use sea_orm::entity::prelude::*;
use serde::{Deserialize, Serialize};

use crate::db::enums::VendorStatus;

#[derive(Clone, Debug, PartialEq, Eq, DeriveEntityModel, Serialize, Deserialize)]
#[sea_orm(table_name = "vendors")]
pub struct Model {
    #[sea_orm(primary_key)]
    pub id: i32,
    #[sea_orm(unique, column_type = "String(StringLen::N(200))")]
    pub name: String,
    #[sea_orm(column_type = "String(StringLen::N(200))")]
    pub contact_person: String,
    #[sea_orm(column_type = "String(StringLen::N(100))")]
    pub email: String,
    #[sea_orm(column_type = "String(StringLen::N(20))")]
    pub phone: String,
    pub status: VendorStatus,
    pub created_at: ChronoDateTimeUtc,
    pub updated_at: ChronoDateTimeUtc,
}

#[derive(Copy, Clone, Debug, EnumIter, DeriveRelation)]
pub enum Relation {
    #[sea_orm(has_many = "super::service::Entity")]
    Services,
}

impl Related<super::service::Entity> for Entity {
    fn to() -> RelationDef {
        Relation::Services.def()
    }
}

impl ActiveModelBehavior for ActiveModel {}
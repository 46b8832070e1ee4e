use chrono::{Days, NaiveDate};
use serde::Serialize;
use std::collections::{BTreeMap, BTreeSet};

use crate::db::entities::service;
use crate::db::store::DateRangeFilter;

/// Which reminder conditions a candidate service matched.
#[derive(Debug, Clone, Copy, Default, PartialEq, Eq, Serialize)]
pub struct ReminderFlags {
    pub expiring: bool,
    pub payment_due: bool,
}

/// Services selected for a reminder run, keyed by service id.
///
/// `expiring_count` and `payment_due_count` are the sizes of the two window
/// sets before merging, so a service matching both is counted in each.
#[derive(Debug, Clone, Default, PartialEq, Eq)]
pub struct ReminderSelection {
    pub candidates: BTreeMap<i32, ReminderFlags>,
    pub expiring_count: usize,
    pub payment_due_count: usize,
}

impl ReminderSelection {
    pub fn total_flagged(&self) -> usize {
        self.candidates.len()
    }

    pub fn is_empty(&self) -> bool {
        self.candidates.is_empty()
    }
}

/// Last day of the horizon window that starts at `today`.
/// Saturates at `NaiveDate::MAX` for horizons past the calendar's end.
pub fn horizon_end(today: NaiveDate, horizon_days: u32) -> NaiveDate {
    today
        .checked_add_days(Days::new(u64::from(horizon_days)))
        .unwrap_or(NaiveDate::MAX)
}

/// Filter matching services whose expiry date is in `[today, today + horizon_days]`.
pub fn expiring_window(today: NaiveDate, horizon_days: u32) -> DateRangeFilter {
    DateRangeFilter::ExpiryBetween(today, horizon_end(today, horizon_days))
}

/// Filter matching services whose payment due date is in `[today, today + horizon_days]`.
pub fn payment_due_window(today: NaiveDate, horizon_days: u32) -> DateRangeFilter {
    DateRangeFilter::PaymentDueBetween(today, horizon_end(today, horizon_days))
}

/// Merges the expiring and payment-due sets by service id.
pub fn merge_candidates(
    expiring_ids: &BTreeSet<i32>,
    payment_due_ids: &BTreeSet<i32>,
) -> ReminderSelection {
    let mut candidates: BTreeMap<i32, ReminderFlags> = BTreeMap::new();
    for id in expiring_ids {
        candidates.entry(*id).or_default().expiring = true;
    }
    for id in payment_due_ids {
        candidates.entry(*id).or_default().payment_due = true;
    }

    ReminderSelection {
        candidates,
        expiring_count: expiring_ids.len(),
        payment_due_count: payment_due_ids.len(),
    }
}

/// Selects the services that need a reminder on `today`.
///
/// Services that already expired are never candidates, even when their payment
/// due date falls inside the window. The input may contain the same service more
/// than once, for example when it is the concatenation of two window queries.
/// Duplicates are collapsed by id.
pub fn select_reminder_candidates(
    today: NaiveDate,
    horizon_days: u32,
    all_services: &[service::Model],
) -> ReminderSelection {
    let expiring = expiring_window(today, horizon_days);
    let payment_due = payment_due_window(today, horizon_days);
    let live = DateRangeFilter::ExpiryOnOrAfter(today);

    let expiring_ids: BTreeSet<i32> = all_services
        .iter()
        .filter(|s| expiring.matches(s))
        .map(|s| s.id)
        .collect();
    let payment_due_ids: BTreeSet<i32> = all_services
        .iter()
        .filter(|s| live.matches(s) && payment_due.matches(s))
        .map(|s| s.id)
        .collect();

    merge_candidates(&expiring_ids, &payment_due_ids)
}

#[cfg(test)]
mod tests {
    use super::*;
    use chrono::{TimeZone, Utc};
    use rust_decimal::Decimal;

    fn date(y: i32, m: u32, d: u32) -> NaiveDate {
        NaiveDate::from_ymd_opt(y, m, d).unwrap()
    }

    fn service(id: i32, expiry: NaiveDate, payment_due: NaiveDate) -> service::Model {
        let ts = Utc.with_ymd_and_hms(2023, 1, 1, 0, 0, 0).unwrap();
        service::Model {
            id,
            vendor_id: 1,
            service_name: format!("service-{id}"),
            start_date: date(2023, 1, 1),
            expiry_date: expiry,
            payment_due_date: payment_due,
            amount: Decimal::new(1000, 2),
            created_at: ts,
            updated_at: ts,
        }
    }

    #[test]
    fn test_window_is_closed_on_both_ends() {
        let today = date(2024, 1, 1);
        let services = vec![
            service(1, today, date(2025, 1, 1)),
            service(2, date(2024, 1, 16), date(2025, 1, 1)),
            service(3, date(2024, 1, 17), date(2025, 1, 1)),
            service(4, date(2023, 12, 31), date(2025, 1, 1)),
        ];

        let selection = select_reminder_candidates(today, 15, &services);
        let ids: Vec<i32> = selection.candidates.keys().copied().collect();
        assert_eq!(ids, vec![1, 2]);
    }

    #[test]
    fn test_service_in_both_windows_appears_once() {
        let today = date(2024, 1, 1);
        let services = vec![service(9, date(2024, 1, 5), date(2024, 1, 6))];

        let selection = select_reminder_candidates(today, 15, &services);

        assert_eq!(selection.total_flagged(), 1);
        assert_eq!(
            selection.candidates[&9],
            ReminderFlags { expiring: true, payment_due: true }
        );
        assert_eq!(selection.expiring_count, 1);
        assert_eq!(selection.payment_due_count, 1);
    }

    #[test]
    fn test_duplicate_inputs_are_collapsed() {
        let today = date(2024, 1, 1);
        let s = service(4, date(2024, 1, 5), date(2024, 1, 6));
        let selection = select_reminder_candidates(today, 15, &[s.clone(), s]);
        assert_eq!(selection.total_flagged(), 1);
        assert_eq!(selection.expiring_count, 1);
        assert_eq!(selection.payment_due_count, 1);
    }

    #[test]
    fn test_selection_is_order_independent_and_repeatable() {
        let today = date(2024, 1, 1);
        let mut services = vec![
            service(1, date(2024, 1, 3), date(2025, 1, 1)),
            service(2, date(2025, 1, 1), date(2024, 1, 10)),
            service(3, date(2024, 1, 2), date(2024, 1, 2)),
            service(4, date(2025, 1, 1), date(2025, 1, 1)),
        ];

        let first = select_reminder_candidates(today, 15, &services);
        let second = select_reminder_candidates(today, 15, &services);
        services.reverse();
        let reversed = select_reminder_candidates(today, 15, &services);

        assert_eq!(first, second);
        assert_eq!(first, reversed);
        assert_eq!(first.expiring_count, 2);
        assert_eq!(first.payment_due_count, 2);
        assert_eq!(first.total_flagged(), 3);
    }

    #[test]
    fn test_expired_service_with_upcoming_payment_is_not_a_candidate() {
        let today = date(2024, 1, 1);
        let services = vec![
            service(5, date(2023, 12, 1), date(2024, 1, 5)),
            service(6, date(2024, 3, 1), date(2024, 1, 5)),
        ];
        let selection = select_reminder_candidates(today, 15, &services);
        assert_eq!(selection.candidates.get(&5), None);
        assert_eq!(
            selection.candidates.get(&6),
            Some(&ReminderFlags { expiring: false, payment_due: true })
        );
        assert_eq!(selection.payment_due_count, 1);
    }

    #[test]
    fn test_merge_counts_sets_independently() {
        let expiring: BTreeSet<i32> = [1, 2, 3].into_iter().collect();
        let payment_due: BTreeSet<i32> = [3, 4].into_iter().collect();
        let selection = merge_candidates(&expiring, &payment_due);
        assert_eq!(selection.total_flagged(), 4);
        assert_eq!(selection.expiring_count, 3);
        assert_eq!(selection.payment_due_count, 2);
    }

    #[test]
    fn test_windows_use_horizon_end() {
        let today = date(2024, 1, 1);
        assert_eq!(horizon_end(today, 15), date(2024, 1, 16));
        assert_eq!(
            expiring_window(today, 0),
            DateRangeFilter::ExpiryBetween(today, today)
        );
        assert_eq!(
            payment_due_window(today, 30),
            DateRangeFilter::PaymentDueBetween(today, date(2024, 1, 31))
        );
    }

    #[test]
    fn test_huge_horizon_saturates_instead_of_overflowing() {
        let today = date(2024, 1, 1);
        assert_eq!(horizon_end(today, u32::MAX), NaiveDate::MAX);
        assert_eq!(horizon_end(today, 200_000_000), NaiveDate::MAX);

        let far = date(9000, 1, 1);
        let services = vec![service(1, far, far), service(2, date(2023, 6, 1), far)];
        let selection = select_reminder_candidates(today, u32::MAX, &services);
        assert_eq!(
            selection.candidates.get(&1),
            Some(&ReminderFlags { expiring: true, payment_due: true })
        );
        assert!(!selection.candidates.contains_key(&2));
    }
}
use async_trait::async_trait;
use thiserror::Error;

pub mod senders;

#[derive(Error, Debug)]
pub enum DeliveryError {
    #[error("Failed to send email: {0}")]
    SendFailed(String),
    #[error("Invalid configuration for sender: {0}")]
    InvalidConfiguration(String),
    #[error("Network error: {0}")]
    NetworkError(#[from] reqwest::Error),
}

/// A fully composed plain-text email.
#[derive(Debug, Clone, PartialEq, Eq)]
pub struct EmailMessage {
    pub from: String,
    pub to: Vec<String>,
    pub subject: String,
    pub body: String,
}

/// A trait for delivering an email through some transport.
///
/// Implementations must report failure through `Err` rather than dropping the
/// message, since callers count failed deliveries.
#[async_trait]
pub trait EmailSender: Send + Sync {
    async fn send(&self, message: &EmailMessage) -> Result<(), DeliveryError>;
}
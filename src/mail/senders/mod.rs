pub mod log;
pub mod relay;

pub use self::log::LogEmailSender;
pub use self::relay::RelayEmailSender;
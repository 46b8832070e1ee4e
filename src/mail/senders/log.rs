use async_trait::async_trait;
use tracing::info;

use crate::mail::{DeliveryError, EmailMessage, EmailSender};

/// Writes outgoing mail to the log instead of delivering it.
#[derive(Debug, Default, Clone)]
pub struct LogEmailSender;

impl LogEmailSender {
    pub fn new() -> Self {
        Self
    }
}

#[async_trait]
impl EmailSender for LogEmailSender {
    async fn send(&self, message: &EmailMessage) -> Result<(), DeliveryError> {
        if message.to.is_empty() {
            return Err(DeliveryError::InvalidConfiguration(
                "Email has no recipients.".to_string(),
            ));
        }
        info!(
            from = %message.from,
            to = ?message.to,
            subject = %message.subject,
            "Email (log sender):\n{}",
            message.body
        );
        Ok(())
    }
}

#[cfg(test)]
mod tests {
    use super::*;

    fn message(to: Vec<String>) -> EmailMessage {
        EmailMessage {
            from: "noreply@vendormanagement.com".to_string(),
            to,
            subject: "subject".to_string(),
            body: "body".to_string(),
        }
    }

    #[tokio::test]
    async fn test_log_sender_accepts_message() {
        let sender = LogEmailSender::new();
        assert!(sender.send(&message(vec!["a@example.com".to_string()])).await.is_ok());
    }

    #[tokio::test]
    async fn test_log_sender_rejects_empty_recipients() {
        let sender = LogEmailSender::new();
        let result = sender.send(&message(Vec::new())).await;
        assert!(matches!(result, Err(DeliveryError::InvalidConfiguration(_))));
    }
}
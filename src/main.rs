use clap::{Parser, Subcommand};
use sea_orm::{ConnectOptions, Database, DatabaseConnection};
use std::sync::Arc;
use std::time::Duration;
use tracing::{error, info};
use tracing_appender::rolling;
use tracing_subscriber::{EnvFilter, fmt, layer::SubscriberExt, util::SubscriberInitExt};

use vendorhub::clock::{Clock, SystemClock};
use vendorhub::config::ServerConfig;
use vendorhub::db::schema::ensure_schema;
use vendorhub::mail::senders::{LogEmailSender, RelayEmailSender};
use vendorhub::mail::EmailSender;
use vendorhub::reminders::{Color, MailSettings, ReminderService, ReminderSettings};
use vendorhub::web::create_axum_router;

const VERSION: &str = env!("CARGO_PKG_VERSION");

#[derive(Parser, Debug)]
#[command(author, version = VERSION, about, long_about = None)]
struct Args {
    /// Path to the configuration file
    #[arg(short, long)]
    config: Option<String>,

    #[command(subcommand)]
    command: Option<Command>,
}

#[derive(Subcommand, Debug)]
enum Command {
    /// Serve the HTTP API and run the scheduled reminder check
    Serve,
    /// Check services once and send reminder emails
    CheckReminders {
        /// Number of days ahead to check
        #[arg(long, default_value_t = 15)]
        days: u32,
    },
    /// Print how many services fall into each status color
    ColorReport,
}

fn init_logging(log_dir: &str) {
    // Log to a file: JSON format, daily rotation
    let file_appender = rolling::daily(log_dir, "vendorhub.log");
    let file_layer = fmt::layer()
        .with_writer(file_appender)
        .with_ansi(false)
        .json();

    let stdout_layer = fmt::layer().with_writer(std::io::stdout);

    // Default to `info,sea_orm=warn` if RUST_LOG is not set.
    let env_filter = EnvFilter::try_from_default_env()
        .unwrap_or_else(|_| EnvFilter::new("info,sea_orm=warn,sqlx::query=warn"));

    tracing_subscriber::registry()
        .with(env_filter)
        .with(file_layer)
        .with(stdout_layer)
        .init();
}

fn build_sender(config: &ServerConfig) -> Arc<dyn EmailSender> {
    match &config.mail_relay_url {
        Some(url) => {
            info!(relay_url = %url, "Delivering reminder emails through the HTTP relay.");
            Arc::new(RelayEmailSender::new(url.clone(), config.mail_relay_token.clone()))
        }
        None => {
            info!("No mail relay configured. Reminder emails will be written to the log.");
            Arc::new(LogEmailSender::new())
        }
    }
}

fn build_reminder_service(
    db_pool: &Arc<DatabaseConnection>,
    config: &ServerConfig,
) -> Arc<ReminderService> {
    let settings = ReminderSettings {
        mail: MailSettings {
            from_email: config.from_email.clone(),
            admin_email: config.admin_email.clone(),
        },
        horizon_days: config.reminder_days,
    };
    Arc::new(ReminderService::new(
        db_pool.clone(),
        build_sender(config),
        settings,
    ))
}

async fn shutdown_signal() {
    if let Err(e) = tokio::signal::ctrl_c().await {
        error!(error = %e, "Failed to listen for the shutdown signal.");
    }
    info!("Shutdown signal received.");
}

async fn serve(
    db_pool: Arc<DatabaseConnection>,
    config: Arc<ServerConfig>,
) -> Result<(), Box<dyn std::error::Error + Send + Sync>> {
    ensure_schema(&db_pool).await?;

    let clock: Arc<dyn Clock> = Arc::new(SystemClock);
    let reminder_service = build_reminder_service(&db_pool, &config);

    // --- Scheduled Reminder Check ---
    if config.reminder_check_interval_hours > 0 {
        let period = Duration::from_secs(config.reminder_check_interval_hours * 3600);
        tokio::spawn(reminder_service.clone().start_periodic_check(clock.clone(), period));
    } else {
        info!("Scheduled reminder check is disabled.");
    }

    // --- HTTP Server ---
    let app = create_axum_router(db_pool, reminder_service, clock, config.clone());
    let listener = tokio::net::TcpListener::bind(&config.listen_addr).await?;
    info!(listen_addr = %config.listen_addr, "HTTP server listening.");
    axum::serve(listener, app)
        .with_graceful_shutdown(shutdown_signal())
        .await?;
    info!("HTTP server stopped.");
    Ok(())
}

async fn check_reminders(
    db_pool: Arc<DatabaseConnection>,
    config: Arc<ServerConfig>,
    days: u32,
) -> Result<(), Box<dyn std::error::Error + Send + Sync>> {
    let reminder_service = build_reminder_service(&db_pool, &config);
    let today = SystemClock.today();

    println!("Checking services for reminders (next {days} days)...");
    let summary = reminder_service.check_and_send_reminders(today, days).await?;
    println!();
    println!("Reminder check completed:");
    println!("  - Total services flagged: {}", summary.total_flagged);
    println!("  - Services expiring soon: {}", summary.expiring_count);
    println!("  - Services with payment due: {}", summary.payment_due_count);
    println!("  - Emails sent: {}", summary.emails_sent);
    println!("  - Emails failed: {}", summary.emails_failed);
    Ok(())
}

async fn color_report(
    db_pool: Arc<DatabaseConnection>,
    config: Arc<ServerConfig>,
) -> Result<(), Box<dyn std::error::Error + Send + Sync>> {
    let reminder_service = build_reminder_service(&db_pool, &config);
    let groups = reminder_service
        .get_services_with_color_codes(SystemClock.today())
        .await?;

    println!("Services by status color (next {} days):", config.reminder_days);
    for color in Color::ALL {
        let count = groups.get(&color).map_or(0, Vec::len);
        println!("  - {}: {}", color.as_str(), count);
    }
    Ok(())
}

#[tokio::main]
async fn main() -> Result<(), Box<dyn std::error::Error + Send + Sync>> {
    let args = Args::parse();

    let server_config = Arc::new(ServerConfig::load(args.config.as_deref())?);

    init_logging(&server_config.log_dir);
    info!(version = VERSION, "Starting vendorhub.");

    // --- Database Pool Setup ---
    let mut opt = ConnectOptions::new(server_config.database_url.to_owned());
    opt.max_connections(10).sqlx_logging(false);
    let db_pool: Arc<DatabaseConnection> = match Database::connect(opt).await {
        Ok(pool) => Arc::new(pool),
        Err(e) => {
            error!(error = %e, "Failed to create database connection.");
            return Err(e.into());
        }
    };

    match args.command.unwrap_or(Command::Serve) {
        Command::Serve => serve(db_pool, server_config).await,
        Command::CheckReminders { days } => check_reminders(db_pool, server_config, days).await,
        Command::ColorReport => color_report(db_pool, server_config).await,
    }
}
──────────
_TASK BRIEF_:
Set down exactly the lines of the data above, beginning with the line that has "init_logging(&server_config.log_dir);" and ending with the line that has "opt.max_connections(10).sqlx_logging(false);", and no others.

_RESULT_:
    init_logging(&server_config.log_dir);
    info!(version = VERSION, "Starting vendorhub.");

    // --- Database Pool Setup ---
    let mut opt = ConnectOptions::new(server_config.database_url.to_owned());
    opt.max_connections(10).sqlx_logging(false);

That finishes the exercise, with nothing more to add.